GSK has committed to manufacturing up to 10,000 doses of the vaccine, which consists of an Ebola surface protein stitched into a weakened chimpanzee adenovirus, by the end of the year. If it passes muster in the early studies, it could be given to health workers as soon as November. But hundreds of thousands of doses would be needed to put a dent in the outbreak — and that could take a year or longer, said Ripley Ballou, who heads the Ebola vaccine program for GSK.
NewLink Genetics of Ames, Iowa, has a second vaccine in a phase I trial that consists of a crippled vesicular stomatitis virus (VSV), which infects livestock, with the gene for the Ebola virus surface protein. Only 1500 doses exist. Profectus makes a similar vaccine that should be ready for human testing next June.
Most experts agree that the first doses of any vaccine should go to healthcare workers on the frontline, since their risk of exposure is so high. Researchers could then compare infection rates among health workers who receive the vaccine to those working in regions still waiting for it. Determining how to prioritize vaccination among the general public is much more controversial, plunging scientists headfirst into uncharted ethical territory. Among the most troubling questions that must be answered is, if a drug or vaccine turns out to be harmful, have we unethically experimented on a vulnerable population?
While the ethics of the situation are undoubtedly complicated, it will likely take such an unprecedented response to combat this unprecedented outbreak, which the United Nations recently said was the greatest peacetime challenge they’ve ever faced. Reverting to the traditional years-long process of testing vaccines, and withholding them from West Africa until then, is not an option, experts say.

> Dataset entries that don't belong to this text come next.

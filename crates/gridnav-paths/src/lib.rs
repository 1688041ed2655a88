//! Clearance-aware A* pathfinding on uniform 8-connected grids.
//!
//! This crate searches a [`PathGrid`](gridnav_core::PathGrid) for the
//! shortest route a unit of a given size and terrain capability can take:
//!
//! - **A\*** shortest-path search ([`find_path`], [`AStar::find_path`])
//! - **Binary heap** frontier with removal by identity ([`BinaryHeap`])
//! - **Heuristics** for 8-way, 4-way and any-angle movement ([`Heuristic`])
//!
//! Every search allocates its own open set and frontier and drops them on
//! return, so a grid can be shared by concurrent searches.
//!
//! # Path convention
//!
//! A returned path lists flat cell indices from the start cell up to the
//! cell adjacent to the finish; the finish cell itself is not included.
//!
//! ```
//! use gridnav_core::{AreaMask, GridCell, PathGrid, Point};
//! use gridnav_paths::{find_path, Unit};
//!
//! let mut grid = PathGrid::new(6, 5);
//! grid.fill(GridCell::new(1, AreaMask::bit(0)));
//! for y in 0..=3 {
//!     grid.set_clearance(Point::new(3, y), 0);
//! }
//!
//! let unit = Unit::new(1, AreaMask::bit(0));
//! let path = find_path(&grid, Point::new(2, 0), Point::new(5, 4), unit)?;
//! assert_eq!(path, Some(vec![2, 8, 14, 20, 27, 28]));
//! # Ok::<(), gridnav_paths::SearchError>(())
//! ```

mod astar;
mod config;
mod error;
mod heap;
mod heuristic;
mod neighbors;
mod open_set;

pub use astar::{AStar, Unit, find_path};
pub use config::SearchConfig;
pub use error::{HeapError, SearchError};
pub use heap::{BinaryHeap, HeapItem, HeapKind};
pub use heuristic::{DIAGONAL_COST, Heuristic, STRAIGHT_COST, diagonal, euclid, manhattan};
pub use neighbors::{STEPS, Step, neighbors, path_cost, step_cost};
pub use open_set::{CellRecord, OpenSetRecord};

“I don’t believe that our traditional methods of being able to control and stop outbreaks … is going to be effective,” said Dr. Daniel Lucey, an expert on viral outbreaks and an adjunct professor at Georgetown University Medical Center, who recently spent three weeks in Sierra Leone, one of the countries affected by the devastating Ebola outbreak.
Without vaccines or drug treatments for Ebola, “I’m not confident we will be able to stop it,” Dr. Lucey said.